Le même jour, alors que des centaines de milliers de personnes manifestaient à Alger, la DGSN publiait un communiqué dans lequel elle affirmait avoir arrêté des terroristes qui préparaient des attaques contre les manifestants. Elle a également affirmé avoir arrêté des étrangers qui cherchaient à radicaliser le mouvement citoyen.
Depuis, aucune preuve n’a été apportée ni par la DGSN ni par la justice. Ce mardi, Gaid Salah n’a pas fait état d’arrestations de terroristes – un domaine de compétence de l’armée – ni de tentatives d’infiltrer le mouvement populaire par des étrangers. Bien au contraire, il a souligné le caractère pacifique des manifestations.
Toujours vendredi, la police a déployé de manière spectaculaire les éléments d’élite du GOSP à Alger-centre alors qu’aucune menace particulière ne justifiait une telle initiative. Sur les réseaux sociaux, les images de policiers cagoulés et armés patrouillant au milieu de manifestants pacifiques portant des drapeaux ont choqué.
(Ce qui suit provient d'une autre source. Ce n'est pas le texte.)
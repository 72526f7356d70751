//! VT/CSI scanner — spec.md §4.B, the core primitive of this crate.
//!
//! Walks a `&str` slice counting cells vs. bytes, applying CSI SGR escapes
//! to a running color, and injecting highlight escapes at search-match
//! boundaries. One codepoint is one cell outside of escape sequences
//! (spec.md §1 Non-goals: no grapheme-cluster width).

use crate::attr::{final_color_from_escape, string_to_text_attribute, Attr};

/// Supplies "where does the next match start" on demand, so the scanner
/// never needs to know how patterns are matched (that's module D's job).
/// `from` and the returned range are byte offsets into `text`.
pub trait MatchSource {
    /// The next match at or after byte offset `from`, if any.
    fn next_match(&self, text: &str, from: usize) -> Option<(usize, usize, Attr)>;
}

/// A [`MatchSource`] with no active patterns — used when search is off.
pub struct NoMatches;

impl MatchSource for NoMatches {
    fn next_match(&self, _text: &str, _from: usize) -> Option<(usize, usize, Attr)> {
        None
    }
}

/// Result of scanning one logical line's worth of cells out of a physical
/// line's remaining text.
#[derive(Debug, Clone)]
pub struct ScanResult {
    /// Bytes consumed from the source `text`.
    pub bytes_consumed: usize,
    /// The generated buffer, if highlight escapes were injected (differs
    /// from the source bytes); `None` means the caller can borrow
    /// `text[..bytes_consumed]` directly.
    pub generated: Option<String>,
    /// Color in effect in the underlying stream at the end of this line
    /// (ignoring any highlight override).
    pub final_user_color: Attr,
    /// Color actually displayed at the end of this line (reflects an
    /// in-progress highlight, if any).
    pub final_display_color: Attr,
    /// Cells of an active match that continue past the end of this line.
    pub chars_remaining_in_match: usize,
    /// Whether the renderer must emit an explicit newline after this line.
    pub explicit_newline_required: bool,
    /// Number of cells actually consumed (≤ `max_cells`).
    pub cells_consumed: usize,
}

/// Scan one logical line out of `text`, stopping at `max_cells` cells.
///
/// `initial_display_color`/`initial_user_color`/`carry_chars_remaining_in_match`
/// carry state across logical-line boundaries within the same physical
/// line (spec.md §3's logical-line fields of the same names).
pub fn logical_line_length(
    text: &str,
    max_cells: usize,
    initial_display_color: Attr,
    initial_user_color: Attr,
    carry_chars_remaining_in_match: usize,
    matches: &dyn MatchSource,
    auto_wrap: bool,
) -> ScanResult {
    let mut pos = 0usize;
    let mut cells = 0usize;
    let mut user_color = initial_user_color;
    let mut display_color = initial_display_color;
    let mut remaining_in_match = carry_chars_remaining_in_match;
    let mut generated: Option<String> = None;
    let mut flushed_to = 0usize;
    let mut cached_match: Option<(usize, usize, Attr)> = None;

    loop {
        // Consume a run of CSI escapes at the current position (zero cells).
        while pos < text.len() && text.as_bytes()[pos] == 0x1b {
            match parse_csi(&text[pos..]) {
                Some(len) => {
                    let esc = &text[pos..pos + len];
                    user_color = final_color_from_escape(user_color, esc);
                    if remaining_in_match == 0 {
                        display_color = user_color;
                    }
                    pos += len;
                }
                None => break,
            }
        }

        if cells >= max_cells || pos >= text.len() {
            break;
        }

        // Highlight boundary: only look for a new match when not already
        // inside one carried over from the previous logical line.
        if remaining_in_match == 0 {
            if cached_match.is_none_or(|(s, _, _)| s < pos) {
                cached_match = matches.next_match(text, pos);
            }
            if let Some((s, e, color)) = cached_match {
                if s == pos {
                    let buf = generated.get_or_insert_with(String::new);
                    buf.push_str(&text[flushed_to..pos]);
                    flushed_to = pos;
                    buf.push_str(&string_to_text_attribute(color));
                    display_color = color;
                    remaining_in_match = text[s..e].chars().count();
                }
            }
        }

        // Consume exactly one printable cell.
        let ch_len = text[pos..].chars().next().expect("pos < text.len()").len_utf8();
        pos += ch_len;
        cells += 1;

        if remaining_in_match > 0 {
            remaining_in_match -= 1;
            if remaining_in_match == 0 {
                let buf = generated.get_or_insert_with(String::new);
                buf.push_str(&text[flushed_to..pos]);
                flushed_to = pos;
                buf.push_str(&string_to_text_attribute(user_color));
                display_color = user_color;
            }
        }
    }

    if let Some(buf) = generated.as_mut() {
        buf.push_str(&text[flushed_to..pos]);
    }

    ScanResult {
        bytes_consumed: pos,
        generated,
        final_user_color: user_color,
        final_display_color: display_color,
        chars_remaining_in_match: remaining_in_match,
        explicit_newline_required: !(cells == max_cells && auto_wrap),
        cells_consumed: cells,
    }
}

/// Clip `text` (already-generated logical-line text, escapes and all) to
/// cell range `[left, right)`, for selection copy (spec.md §4.F: "clip
/// each logical line to `[left, right]` cell range using 4.B"). Returns
/// the clipped slice plus the color in effect at column `left`, needed
/// for the VT export's per-line leading escape.
pub fn clip_to_cell_range(text: &str, left: usize, right: usize, initial_color: Attr) -> (&str, Attr) {
    let skip = logical_line_length(text, left, initial_color, initial_color, 0, &NoMatches, false);
    let width = right.saturating_sub(left);
    let rest = &text[skip.bytes_consumed..];
    let capture = logical_line_length(rest, width, skip.final_user_color, skip.final_user_color, 0, &NoMatches, false);
    (&rest[..capture.bytes_consumed], skip.final_user_color)
}

/// Parse one CSI sequence (`ESC '[' (digit|';')* final_letter`) at the
/// start of `s`, returning its byte length (including `ESC` and the final
/// letter). `None` if `s` doesn't start with `ESC '['`, or the sequence is
/// truncated/malformed (no final letter found) — per spec.md §7, such
/// bytes are then treated literally by the caller rather than erroring.
pub fn parse_csi(s: &str) -> Option<usize> {
    let bytes = s.as_bytes();
    if bytes.len() < 2 || bytes[0] != 0x1b || bytes[1] != b'[' {
        return None;
    }
    let mut i = 2;
    while i < bytes.len() && (bytes[i].is_ascii_digit() || bytes[i] == b';') {
        i += 1;
    }
    if i < bytes.len() && bytes[i].is_ascii_alphabetic() {
        Some(i + 1)
    } else {
        None
    }
}

#[cfg(test)]
mod tests {
    use super::*;
    use crate::attr::color::*;

    fn scan(text: &str, max_cells: usize) -> ScanResult {
        logical_line_length(text, max_cells, Attr::DEFAULT, Attr::DEFAULT, 0, &NoMatches, true)
    }

    // ── S1 ────────────────────────────────────────────────────────────────

    #[test]
    fn s1_hello_world_fits_one_line() {
        let r = scan("hello world", 80);
        assert_eq!(r.bytes_consumed, 11);
        assert_eq!(r.cells_consumed, 11);
        assert!(r.generated.is_none());
        assert!(r.explicit_newline_required); // 11 < 80
    }

    // ── S2 ────────────────────────────────────────────────────────────────

    #[test]
    fn s2_long_line_wraps_into_three_chunks_autowrap_on() {
        let text = "A".repeat(200);
        let r1 = logical_line_length(&text, 80, Attr::DEFAULT, Attr::DEFAULT, 0, &NoMatches, true);
        assert_eq!(r1.cells_consumed, 80);
        assert!(!r1.explicit_newline_required); // fills the row, auto-wrap on
        let r2 = logical_line_length(&text[r1.bytes_consumed..], 80, r1.final_display_color, r1.final_user_color, 0, &NoMatches, true);
        assert_eq!(r2.cells_consumed, 80);
        let r3 = logical_line_length(&text[r1.bytes_consumed + r2.bytes_consumed..], 80, r2.final_display_color, r2.final_user_color, 0, &NoMatches, true);
        assert_eq!(r3.cells_consumed, 40);
        assert!(r3.explicit_newline_required); // ran out of input, not a full row
    }

    #[test]
    fn s2_no_autowrap_requires_explicit_newline_even_when_full() {
        let text = "A".repeat(80);
        let r = logical_line_length(&text, 80, Attr::DEFAULT, Attr::DEFAULT, 0, &NoMatches, false);
        assert!(r.explicit_newline_required);
    }

    // ── S3 ────────────────────────────────────────────────────────────────

    #[test]
    fn s3_escape_consumes_zero_cells() {
        let text = "A\x1b[31mB\x1b[0mC";
        let r = scan(text, 80);
        assert_eq!(r.bytes_consumed, text.len());
        assert_eq!(r.cells_consumed, 3);
        assert_eq!(r.final_user_color, Attr::DEFAULT);
        assert!(r.generated.is_none()); // no highlight injected, just source escapes
    }

    // ── Highlight injection ──────────────────────────────────────────────

    struct OneMatch {
        start: usize,
        end: usize,
        color: Attr,
    }
    impl MatchSource for OneMatch {
        fn next_match(&self, _text: &str, from: usize) -> Option<(usize, usize, Attr)> {
            if from <= self.start {
                Some((self.start, self.end, self.color))
            } else {
                None
            }
        }
    }

    #[test]
    fn highlight_injects_escape_and_restores() {
        // "xfoobary" — match "foo" at [1,4)
        let text = "xfoobary";
        let m = OneMatch { start: 1, end: 4, color: Attr::from_fg_bg(RED, 0) };
        let r = logical_line_length(text, 80, Attr::DEFAULT, Attr::DEFAULT, 0, &m, true);
        let buf = r.generated.expect("highlight requires a generated buffer");
        // x <red-on> foo <restore> bary
        assert!(buf.starts_with('x'));
        assert!(buf.contains(&string_to_text_attribute(Attr::from_fg_bg(RED, 0))));
        assert!(buf.ends_with("bary"));
        assert_eq!(r.final_display_color, Attr::DEFAULT);
        assert_eq!(r.chars_remaining_in_match, 0);
    }

    #[test]
    fn match_spanning_line_boundary_carries_remaining() {
        let text = "abcdef";
        // match covers [2, 6) — longer than the 3-cell budget we give this line
        let m = OneMatch { start: 2, end: 6, color: Attr::from_fg_bg(GREEN, 0) };
        let r = logical_line_length(text, 3, Attr::DEFAULT, Attr::DEFAULT, 0, &m, true);
        assert_eq!(r.cells_consumed, 3);
        assert_eq!(r.final_display_color, Attr::from_fg_bg(GREEN, 0));
        assert_eq!(r.final_user_color, Attr::DEFAULT);
        assert_eq!(r.chars_remaining_in_match, 3); // 4 chars in match ("cdef"), 1 consumed this line (index 2)

        // Next logical line starts mid-match.
        let r2 = logical_line_length(
            &text[r.bytes_consumed..],
            80,
            r.final_display_color,
            r.final_user_color,
            r.chars_remaining_in_match,
            &NoMatches,
            true,
        );
        assert_eq!(r2.chars_remaining_in_match, 0);
        assert_eq!(r2.final_display_color, Attr::DEFAULT);
    }

    // ── Edge cases ────────────────────────────────────────────────────────

    #[test]
    fn empty_slice_consumes_nothing() {
        let r = scan("", 80);
        assert_eq!(r.bytes_consumed, 0);
        assert_eq!(r.cells_consumed, 0);
    }

    #[test]
    fn csi_at_exact_cell_boundary_belongs_to_current_line() {
        let text = "01234\x1b[31m56789";
        let r = logical_line_length(text, 5, Attr::DEFAULT, Attr::DEFAULT, 0, &NoMatches, true);
        // The escape sits right after cell 5; it must be consumed now, not deferred.
        assert_eq!(r.bytes_consumed, "01234\x1b[31m".len());
        assert_eq!(r.final_user_color.fg(), Some(RED));
    }

    #[test]
    fn malformed_escape_treated_as_literal_cell() {
        let text = "\x1bnotanescape";
        let r = scan(text, 80);
        assert_eq!(r.cells_consumed, text.chars().count());
    }

    #[test]
    fn parse_csi_rejects_non_escape() {
        assert_eq!(parse_csi("hello"), None);
        assert_eq!(parse_csi("\x1b["), None);
        assert_eq!(parse_csi("\x1b[31m"), Some(5));
    }

    // ── S6 ────────────────────────────────────────────────────────────────

    #[test]
    fn s6_clip_to_cell_range_extracts_middle_columns() {
        let (clipped, color) = clip_to_cell_range("abcdefgh", 2, 5, Attr::DEFAULT);
        assert_eq!(clipped, "cde");
        assert_eq!(color, Attr::DEFAULT);
    }

    #[test]
    fn clip_to_cell_range_reports_color_in_effect_at_left() {
        // Escape sits strictly inside the skipped prefix, so it's absorbed
        // into the reported "color at column left" rather than re-emitted.
        let text = "a\x1b[31mbcdefgh";
        let (clipped, color) = clip_to_cell_range(text, 2, 5, Attr::DEFAULT);
        assert_eq!(clipped, "cde");
        assert_eq!(color.fg(), Some(RED));
    }

    #[test]
    fn multibyte_codepoint_counts_as_one_cell() {
        let r = scan("héllo", 80);
        assert_eq!(r.cells_consumed, 5);
        assert_eq!(r.bytes_consumed, "héllo".len());
    }
}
La police s’est livrée à ce qui ressemble à une ultime provocation samedi en interpellant de jeunes militantes avant de les déshabiller dans un commissariat de Baraki puis les relâcher à une heure du matin. Face au tollé soulevé par ce traitement réservé à de jeunes femmes, la police a apporté un démenti qui n’a convaincu personne. A commencer par les victimes qui ont annoncé leur décision de porter plainte contre la police.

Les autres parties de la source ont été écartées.